How does it work?      

Once you open the app, you will see your “Art Stream”. Customers participate as active “co-creators”(Tsekouras, lecture 2017) by indicating per artwork whether they like it or not through swiping it left or right. The more the customer swipes, the better ARTO Gallery understands their personal preferences. By using the Artificial Intelligent “Art Recommendation Engine” ARTO can recommend artworks from their database to the customer. Furthermore, it is possible to stream artwork to your TV to imagine how the piece would look in your room, ask questions to the artists and see similar artworks to the ones you liked. Artists pay for the service if a transaction takes place as ARTO Gallery charges the artists’ account a certain percentage of the value of artworks sold. For customers the platform is free of charge.

ARTO Gallery impression

Efficiency Criteria

ARTO is the first two-sided personalized platform that connects art seekers to galleries and artists. The platform maximizes the joint profitability of both partners (Carson et al., 1999). On one side, art seekers are now enabled to find artworks they love more efficiently as their choice overload is reduced by personalized recommendations. Moreover, the invested effort is relatively low as using the application requires much less time than browsing gallery websites.
On the other side, galleries and artists have easy and low cost access to a new customer base, increasing their potential returns. Moreover, through this process ARTO Gallery allows the long tail of art to grow (Brynjolfsson et al., 2006) as more customers discover unfamiliar artwork styles while artists and galleries can adapt their supply to this.
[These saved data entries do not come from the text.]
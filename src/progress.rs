use std::io::{stderr, IsTerminal};
use std::time::Instant;
use tracing::{info, info_span, Span};
use tracing_indicatif::span_ext::IndicatifSpanExt;

const PBAR_TEMPLATE: &str = "{span_child_prefix} {msg} {percent}% {wide_bar} [{human_pos}/{human_len}]";

fn setup_span_bar(span: &Span, total: u64, message: &'static str) {
    span.pb_set_message(message);
    span.pb_set_style(
        &indicatif::ProgressStyle::default_bar()
            .template(PBAR_TEMPLATE)
            .unwrap_or_else(|_| indicatif::ProgressStyle::default_bar()),
    );
    span.pb_set_length(total);
}

/// Iterator adapter returned by [`progress_iter`].
pub struct ProgressIter<I> {
    inner: I,
    span: Span,
    message: &'static str,
    is_term: bool,
    start: Instant,
    finished: bool,
}

impl<I: Iterator> Iterator for ProgressIter<I> {
    type Item = I::Item;

    fn next(&mut self) -> Option<Self::Item> {
        match self.inner.next() {
            Some(v) => {
                if self.is_term {
                    // The bar is shown from the first enter until the span is dropped.
                    let _entered = self.span.enter();
                    self.span.pb_inc(1);
                }
                Some(v)
            }
            None => {
                if !self.finished && !self.is_term {
                    info!("{} completed in {:#.1?}", self.message, self.start.elapsed());
                }
                self.finished = true;
                None
            }
        }
    }

    fn size_hint(&self) -> (usize, Option<usize>) {
        self.inner.size_hint()
    }
}

/// Wraps a lazy iterator of `total` items in a progress bar attached to a tracing span.
///
/// When stderr is not a terminal no bar is drawn, and a single line with the
/// elapsed time is logged once the iterator is exhausted.
pub fn progress_iter<I: Iterator>(message: &'static str, total: u64, iterator: I) -> ProgressIter<I> {
    let span = info_span!("task", items = total);
    setup_span_bar(&span, total, message);
    ProgressIter {
        inner: iterator,
        span,
        message,
        is_term: stderr().is_terminal(),
        start: Instant::now(),
        finished: false,
    }
}
use crate::chunk::{ChunkSize, ChunkUnit};
use crate::joiner::{join_chunks, JoinReport};
use crate::logging::LoggingArgs;
use crate::manifest::Manifest;
use clap::Parser;
use std::path::PathBuf;
use tracing::info;

#[derive(Parser, Debug)]
#[command(
    name = "join",
    version,
    about = "Join numbered chunk files back into a single file",
    long_about = "Join numbered chunk files back into a single file.\n\n\
        When the chunk size and number of chunks are omitted they are read from `<prefix>.meta`."
)]
pub struct JoinArgs {
    /// File to write the joined chunks to
    pub destination: PathBuf,
    /// Chunks are read from `<prefix>.<index>`, the index zero-padded to 32 digits
    pub prefix: PathBuf,
    /// Expected size of each chunk, in `--unit`s
    #[arg(requires = "num_chunks", value_parser = clap::value_parser!(u64).range(1..))]
    pub chunk_size: Option<u64>,
    /// Number of chunks to join
    pub num_chunks: Option<u64>,
    #[arg(short, long, value_enum, default_value_t = ChunkUnit::Kib)]
    pub unit: ChunkUnit,
    #[command(flatten)]
    pub logging: LoggingArgs,
}

/// Where the chunk size and count of a join come from.
#[derive(Debug, Clone, Copy, Eq, PartialEq)]
pub enum JoinParameters {
    Explicit { chunk_size: ChunkSize, chunk_count: u64 },
    FromManifest,
}

#[derive(Debug, Clone, Eq, PartialEq)]
pub struct JoinConfig {
    pub destination: PathBuf,
    pub prefix: PathBuf,
    pub parameters: JoinParameters,
}

impl TryFrom<JoinArgs> for JoinConfig {
    type Error = anyhow::Error;

    fn try_from(args: JoinArgs) -> Result<Self, Self::Error> {
        let parameters = match (args.chunk_size, args.num_chunks) {
            (Some(chunk_size), Some(chunk_count)) => JoinParameters::Explicit {
                chunk_size: ChunkSize::from_unit(chunk_size, args.unit)?,
                chunk_count,
            },
            (None, None) => JoinParameters::FromManifest,
            _ => anyhow::bail!("Chunk size and number of chunks must be given together"),
        };
        Ok(Self {
            destination: args.destination,
            prefix: args.prefix,
            parameters,
        })
    }
}

pub fn run(config: JoinConfig) -> anyhow::Result<JoinReport> {
    let (chunk_size, chunk_count) = match config.parameters {
        JoinParameters::Explicit {
            chunk_size,
            chunk_count,
        } => (chunk_size, chunk_count),
        JoinParameters::FromManifest => {
            let manifest = Manifest::read(&config.prefix)?;
            info!(
                "Using {} chunks of {} from {}",
                manifest.chunk_count,
                manifest.chunk_size,
                Manifest::path_for(&config.prefix).display()
            );
            (manifest.chunk_size, manifest.chunk_count)
        }
    };
    join_chunks(&config.destination, &config.prefix, chunk_size, chunk_count)
}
Futhermore, I consider criterion for the feasibility of required reallocations  (Carson et al., 1999) to be met. However, evaluating the institutional environment, I would say that legally there is the largest threat for platform abuse. One might want to sell copies of paintings as if it is original work (intellectual property issues), which may both harm the potential buyer as well as the reputation of ARTO Gallery as a platform. Nonetheless, ARTO Gallery addressed this by their notifications of copyright infringement. Moreover, artists are carefully screened before they are allowed to upload work on the platform. In addition, artists and galleries are always responsible for their own artworks and personal information may be handed over to legal institutions at all times.


I think the ARTO Gallery application is unique and considerably differs from its competition by offering personalized art recommendations. This feature makes it a great way to discover your personal taste and new artworks, while it offers a platform for art suppliers to expose their works. However, as the application is launched recently it is difficult to tell whether it will establish itself into the marketplace. I think first some marketing investments need to be done as the application is still quite unknown, but there is definitely potential!


Brynjolfsson, E., Hu, Y., and Smith, M.D. 2006. From Nichees to Riches: Anotomy of the Long Tail. Management Review 47(4) 67-71.

Carson, S. J., Devinney, T. M., Dowling, G. R., & John, G. (1999). Understanding institutional designs within marketing value systems. Journal of Marketing, 115-130

Arto Gallery.(2017, February 24). Our Company. Retrieved from Arto.Gallery

Artworldforum. (2017, February 24). press-arto-gallery. Retrieved from Artworldforum.com

Tsekouras, D. (2 February 2017), Lecture Customer Centric Digital Commerce, “Introduction to value co-creation”.